Posted on 12/15/2002 6:57:10 PM PST by HairOfTheDog

Fisherman reports encounter with 20-foot great white off Point Defiance

Bob Mottram; The News Tribune

A retired aquarium worker and well-known Tacoma angler, Bob Salatino, encountered what he says was an 18- to 20-foot great white shark in Puget Sound off Tacoma's Point Defiance.

Salatino worked for 20 years at the Point Defiance Zoo and Aquarium. John Rupp, the aquatic animal curator there, described him as "a knowledgeable fisherman."

Salatino said Friday he encountered the shark while fishing alone for salmon Dec. 6. He was several hundred yards north of Point Defiance.

"The sun was shining, no wind, the water was clear. I was letting my gear out," he said.

Salatino fished with a wire "meat line," a flasher and a bait of herring. A flasher is a metal or plastic device attached to the line ahead of the bait to attract salmon.

"I was standing up in my boat to see how the herring was working behind the flasher," he said. "The flasher was skipping along the top of the water. I went to let it down, and the shark grabbed it."

Salatino had attached a 5-pound lead weight to the line, to take the bait to deep water.

"That 5 pounds of lead just stopped dead," he said. "When he grabbed it, the line went slack.
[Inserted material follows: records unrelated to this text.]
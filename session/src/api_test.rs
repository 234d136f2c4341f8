use super::*;
use std::collections::HashMap;

use axum::http::{HeaderMap, StatusCode};
use axum::routing::{get, post};
use axum::{Form, Json, Router};
use serde_json::{Value, json};

// =============================================================================
// STUB SERVICE
// =============================================================================

const GOOD_TOKEN: &str = "good-token";

async fn me(headers: HeaderMap) -> (StatusCode, Json<Value>) {
    match headers.get("authorization").and_then(|v| v.to_str().ok()) {
        Some(value) if value == format!("Bearer {GOOD_TOKEN}") => (
            StatusCode::OK,
            Json(json!({ "username": "alice", "email": "alice@example.com", "id": 1, "is_active": true })),
        ),
        _ => (StatusCode::UNAUTHORIZED, Json(json!({ "detail": "Invalid authentication credentials" }))),
    }
}

async fn token(Form(form): Form<HashMap<String, String>>) -> (StatusCode, Json<Value>) {
    let username = form.get("username").map(String::as_str);
    let password = form.get("password").map(String::as_str);
    if username == Some("alice") && password == Some("pw & more") {
        (StatusCode::OK, Json(json!({ "access_token": GOOD_TOKEN, "token_type": "bearer" })))
    } else {
        (StatusCode::UNAUTHORIZED, Json(json!({ "detail": "Incorrect username or password" })))
    }
}

async fn register(Json(body): Json<Value>) -> (StatusCode, Json<Value>) {
    match body.get("username").and_then(Value::as_str) {
        Some("taken") => (StatusCode::BAD_REQUEST, Json(json!({ "detail": "Username already registered" }))),
        Some("") => (
            StatusCode::UNPROCESSABLE_ENTITY,
            Json(json!({ "detail": [{ "loc": ["body", "username"], "msg": "field required" }] })),
        ),
        Some(name) => (
            StatusCode::OK,
            Json(json!({ "username": name, "email": body["email"], "id": 2, "is_active": true })),
        ),
        None => (StatusCode::BAD_REQUEST, Json(json!({}))),
    }
}

async fn health() -> Json<Value> {
    Json(json!({ "status": "healthy" }))
}

async fn not_json() -> &'static str {
    "<html>oops</html>"
}

fn stub_router() -> Router {
    Router::new()
        .route("/api/users/me", get(me))
        .route("/api/token", post(token))
        .route("/api/register", post(register))
        .route("/api/health", get(health))
        .route("/broken/api/users/me", get(not_json))
        .route("/broken/api/health", get(|| async { StatusCode::SERVICE_UNAVAILABLE }))
}

async fn spawn_stub() -> String {
    let listener = tokio::net::TcpListener::bind("127.0.0.1:0").await.expect("stub should bind");
    let addr = listener.local_addr().expect("stub should have an address");
    tokio::spawn(async move {
        axum::serve(listener, stub_router()).await.expect("stub server failed");
    });
    format!("http://{addr}")
}

async fn closed_base_url() -> String {
    let listener = tokio::net::TcpListener::bind("127.0.0.1:0").await.expect("stub listener should bind");
    let addr = listener.local_addr().expect("stub listener should have an address");
    drop(listener);
    format!("http://{addr}")
}

fn client(base_url: &str) -> HttpAuthApi {
    HttpAuthApi::new(&SessionConfig::new(base_url).unwrap()).unwrap()
}

// =============================================================================
// parse_detail
// =============================================================================

#[test]
fn parse_detail_string() {
    assert_eq!(parse_detail(r#"{"detail":"Username already registered"}"#).as_deref(), Some("Username already registered"));
}

#[test]
fn parse_detail_validation_list() {
    let body = r#"{"detail":[{"msg":"field required"},{"msg":"value is not a valid email"}]}"#;
    assert_eq!(parse_detail(body).as_deref(), Some("field required; value is not a valid email"));
}

#[test]
fn parse_detail_blank_string_is_none() {
    assert_eq!(parse_detail(r#"{"detail":"  "}"#), None);
}

#[test]
fn parse_detail_non_json_is_none() {
    assert_eq!(parse_detail("Internal Server Error"), None);
}

#[test]
fn parse_detail_missing_field_is_none() {
    assert_eq!(parse_detail(r#"{"error":"x"}"#), None);
}

// =============================================================================
// whoami
// =============================================================================

#[tokio::test]
async fn whoami_sends_bearer_token() {
    let api = client(&spawn_stub().await);
    let user = api.whoami(GOOD_TOKEN).await.unwrap();
    assert_eq!(user.username, "alice");
    assert_eq!(user.email, "alice@example.com");
    assert_eq!(user.id, Some(1));
}

#[tokio::test]
async fn whoami_rejected_token_is_status_error() {
    let api = client(&spawn_stub().await);
    let err = api.whoami("stale").await.unwrap_err();
    assert_eq!(err.status(), Some(401));
    assert_eq!(err.user_message(), "Invalid authentication credentials");
}

#[tokio::test]
async fn whoami_non_json_body_is_parse_error() {
    let base = spawn_stub().await;
    let api = client(&format!("{base}/broken"));
    assert!(matches!(api.whoami(GOOD_TOKEN).await, Err(ApiError::Parse(_))));
}

#[tokio::test]
async fn whoami_unreachable_service_is_request_error() {
    let api = client(&closed_base_url().await);
    assert!(matches!(api.whoami(GOOD_TOKEN).await, Err(ApiError::Request(_))));
}

// =============================================================================
// issue_token
// =============================================================================

#[tokio::test]
async fn issue_token_posts_form_encoded_credentials() {
    let api = client(&spawn_stub().await);
    let creds = Credentials { username: "alice".into(), password: "pw & more".into() };
    let grant = api.issue_token(&creds).await.unwrap();
    assert_eq!(grant.access_token, GOOD_TOKEN);
    assert_eq!(grant.token_type, "bearer");
}

#[tokio::test]
async fn issue_token_bad_password_carries_detail() {
    let api = client(&spawn_stub().await);
    let creds = Credentials { username: "alice".into(), password: "wrong".into() };
    let err = api.issue_token(&creds).await.unwrap_err();
    assert!(matches!(err, ApiError::Status { status: 401, .. }));
    assert_eq!(err.user_message(), "Incorrect username or password");
}

// =============================================================================
// register
// =============================================================================

#[tokio::test]
async fn register_posts_json() {
    let api = client(&spawn_stub().await);
    let reg = Registration { username: "carol".into(), email: "carol@example.com".into(), password: "pw".into() };
    assert!(api.register(&reg).await.is_ok());
}

#[tokio::test]
async fn register_duplicate_username_carries_detail() {
    let api = client(&spawn_stub().await);
    let reg = Registration { username: "taken".into(), email: "t@example.com".into(), password: "pw".into() };
    let err = api.register(&reg).await.unwrap_err();
    assert_eq!(err.status(), Some(400));
    assert_eq!(err.user_message(), "Username already registered");
}

#[tokio::test]
async fn register_validation_error_joins_messages() {
    let api = client(&spawn_stub().await);
    let reg = Registration { username: String::new(), email: "x@example.com".into(), password: "pw".into() };
    let err = api.register(&reg).await.unwrap_err();
    assert_eq!(err.status(), Some(422));
    assert_eq!(err.user_message(), "field required");
}

// =============================================================================
// health
// =============================================================================

#[tokio::test]
async fn health_reports_status() {
    let api = client(&spawn_stub().await);
    assert_eq!(api.health().await.unwrap().status, "healthy");
}

#[tokio::test]
async fn health_unavailable_is_status_error() {
    let base = spawn_stub().await;
    let api = client(&format!("{base}/broken"));
    let err = api.health().await.unwrap_err();
    assert_eq!(err.status(), Some(503));
}

#[test]
fn base_url_is_normalized() {
    let api = client("http://localhost:8000/");
    assert_eq!(api.base_url(), "http://localhost:8000");
}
I started cranking in, and my pole bent right around."

Then the shark "just came charging right out of the water," about 25 feet away, Salatino said. "It had the flasher in its mouth, and was throwing its head back and forth. His teeth were like a foot in front of his jaws."

The shark rolled completely over, Salatino said, and the flasher snapped out of its mouth.

"It had a lot of tension, and came flying straight at me," he said, "coming like a bullet. I ducked, and it went clear on the other side of the boat."

The shark splashed around a bit on the surface, dived, and came back to the surface two more times.

"He was looking me square in the eye," Salatino said. "His eyeball was rolled way back."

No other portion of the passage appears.